- Friends & Family
Like many I have listened to in the last year and a half or so, I never, ever thought I would have any degree of appreciation for being an alcoholic, ever! Yet, today I cannot express how much gratitude I hold for what I have learned through taking the steps in recovery.
On October 30, 2013 it took me almost three weeks of using a walker for assistance in my mobility before I had the strength to walk on my own. My shakes from the DT’s did not stop for over a month after sobering up. Today, I am training for my first full marathon on October 11, 2015 in Chicago at the age of 43. I ran my first half in March in 1:58!
If I were not an alcoholic I would not have been so close to death’s door. If I were not an alcoholic in recovery I would not have the self-awareness and courage to train for something that seemed like an unattainable dream, only happening for someone else. I would not have any idea how to be vulnerable, face my fears, and follow my desires, set boundaries, trust, and love in full. I would not have been challenged in the biggest ways and come out the other side grateful if I was not an alcoholic. I would never have known who I really was, capable of being in a relationship with my Higher Power, if I was not an alcoholic.
I grew up moving a great deal. Not due to any military reason, but because my father was a motivated and driven man who, to this day, is never sedentary for long. Our family was and has been tightly knit, but with the ever present thickness of a controlling environment, emotional limitations, and the strong reinforcement of always seeming “good”, it made for a breeding ground for “-isms”.
I did not learn the magic of drinking until college, really, and from then on it became a go-to. It increasingly filled voids as they presented themselves in my life. When I was unable to emotionally deal with situations, alcohol was there. When I had occupational disappointments, or fell short of my ridiculously high expectations of myself, alcohol was there. Physically, if I had any anxiety or natural nervousness, alcohol was there.
What was not there was a life skills tool belt for me to draw upon when needed. Today the Steps and my support group have provided that for me. It took three different treatment centers, legal and professional repercussions, financial losses, relationship damage, serious health scares (seizures, etc.) and finally an intervention to get me to the point of true surrender. Unbelievable when I think about it, but many “bottoms” had to happen for me.
After being in my last and final treatment center, for 11 months and 1 day, I came to live in a sober living environment in Charlotte, NC. I remained there for a period, implementing my new life skills I had learned in recovery and applying them to my new, everyday lifestyle.
My entire life had to change. This past year, still in Charlotte, I am currently employed full-time, am almost complete with a divorce from my husband of 10 years (very amicable!), attending regular meetings, have a sponsor, am a sponsor, am back in school to be a registered dietician, am training for my first marathon, and almost living independently from my family.
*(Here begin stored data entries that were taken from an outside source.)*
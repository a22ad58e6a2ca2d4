use msi_fusion::config::{load_config, InputSource};
use msi_fusion::cube::io::{load_cube_json, load_spectra_json, save_ion_image_png};
use msi_fusion::image::io::{load_reference_image, save_grayscale_f32, write_json_file};
use msi_fusion::image::ImageF32;
use msi_fusion::FusionPipeline;
use std::env;
use std::path::Path;

fn main() {
    env_logger::init();
    if let Err(err) = run() {
        eprintln!("Error: {err}");
        std::process::exit(1);
    }
}

fn run() -> Result<(), String> {
    let config_path = env::args().nth(1).ok_or_else(usage)?;
    let config = load_config(Path::new(&config_path))?;

    let reference = load_reference_image(&config.input.reference)?;
    let pipeline = FusionPipeline::new(config.params.clone());
    let report = match config.input.source()? {
        InputSource::Cube(path) => {
            let cube = load_cube_json(path)?;
            pipeline.process_cube(&cube, &reference)
        }
        InputSource::Spectra(path) => {
            let file = load_spectra_json(path)?;
            pipeline.process_spectra(&file.spectra, file.width, file.height, &reference)
        }
    }
    .map_err(|e| format!("Fusion failed: {e}"))?;

    let output = &config.output;
    write_json_file(&output.report_json, &report)?;
    println!("{}", report.summary());
    println!("Saved report to {}", output.report_json.display());

    if let Some(path) = &output.registered_image {
        save_grayscale_f32(&report.registered_representative.normalized(), path)?;
        println!("Saved registered representative to {}", path.display());
    }
    if let Some(path) = &output.mask_image {
        let (w, h) = (report.input.reference_width, report.input.reference_height);
        let data = report
            .tissue_mask
            .iter()
            .map(|&m| if m { 1.0 } else { 0.0 })
            .collect();
        let mask = ImageF32::from_vec(w, h, data)
            .ok_or_else(|| "Tissue mask does not match the reference size".to_string())?;
        save_grayscale_f32(&mask, path)?;
        println!("Saved tissue mask to {}", path.display());
    }
    if let Some(dir) = &output.component_dir {
        for (j, component) in report.fusion.component_images.iter().enumerate() {
            let path = dir.join(format!("component_{j:02}.png"));
            save_grayscale_f32(&component.normalized(), &path)?;
        }
        println!(
            "Saved {} component images to {}",
            report.fusion.component_images.len(),
            dir.display()
        );
    }
    if let Some(path) = &output.reference_reconstruction {
        save_grayscale_f32(&report.fusion.reference_reconstruction.normalized(), path)?;
        println!("Saved reference reconstruction to {}", path.display());
    }
    if let Some(dir) = &output.ranked_ion_dir {
        for (rank, ion) in report.fusion.ranking.iter().enumerate() {
            let path = dir.join(format!("rank_{:02}_mz_{:.4}.png", rank + 1, ion.mz));
            save_ion_image_png(&report.warped_cube, ion.index, &path)?;
        }
        println!(
            "Saved {} ranked ion images to {}",
            report.fusion.ranking.len(),
            dir.display()
        );
    }

    Ok(())
}

fn usage() -> String {
    "Usage: msi_fusion <config.json>".to_string()
}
I have new friends and mentors. I volunteer my time (and run) with the homeless and with women in treatment centers.
I have new boundaries with my family, which has opened up so many freedoms for all. I am learning to be vulnerable and powerless in ways now that are beyond the bottle. I am working the steps again with my sponsor and simultaneously working them with my sponsee. I still see my therapist, who I adore, for a monthly “tune up”! Life is beyond what I could have ever imagined.
If I find something that moves me, I pursue it. My attitude is, “Why not? It’s never too late to try.” I have been “asleep” for so many years and now that I am awake, in touch with myself, my Higher Power and my tool belt, I do not want to be numb to life. Running for me has mirrored the methodical step by step action I have taken in recovery. Running, like sobriety, has given me such a fulfilling gift mentally, emotionally, physically and spiritually with each goal I set for myself. It allows me to be free in ways that compliment my true self.
At times with running, I get excited, scared, complacent, tired, motivated, proud, and many more emotions. I do not drink over those like I would have in the past. I embrace the fluidity of feelings that move me in this way. Today, moving forward in any direction is a healthy pace for me. I have met so many amazing people through running, both in training and in volunteering. Some of my closest friends run, but it is not a prerequisite for sure!
I heard this quote last fall and I carry it on me and periodically share it with others. It says a great deal about so many I have met along my journey and I would like to think it is a reflection of me as well. “If you manage to change the direction your life is headed, you usually succeed in changing the way you see yourself as a person. It sounds simple, but it is one of the most intimidating things in life to accomplish. Just the thought of it is paralyzing. Those that govern this fear are true heroes who can stand proud to share their stories with others.”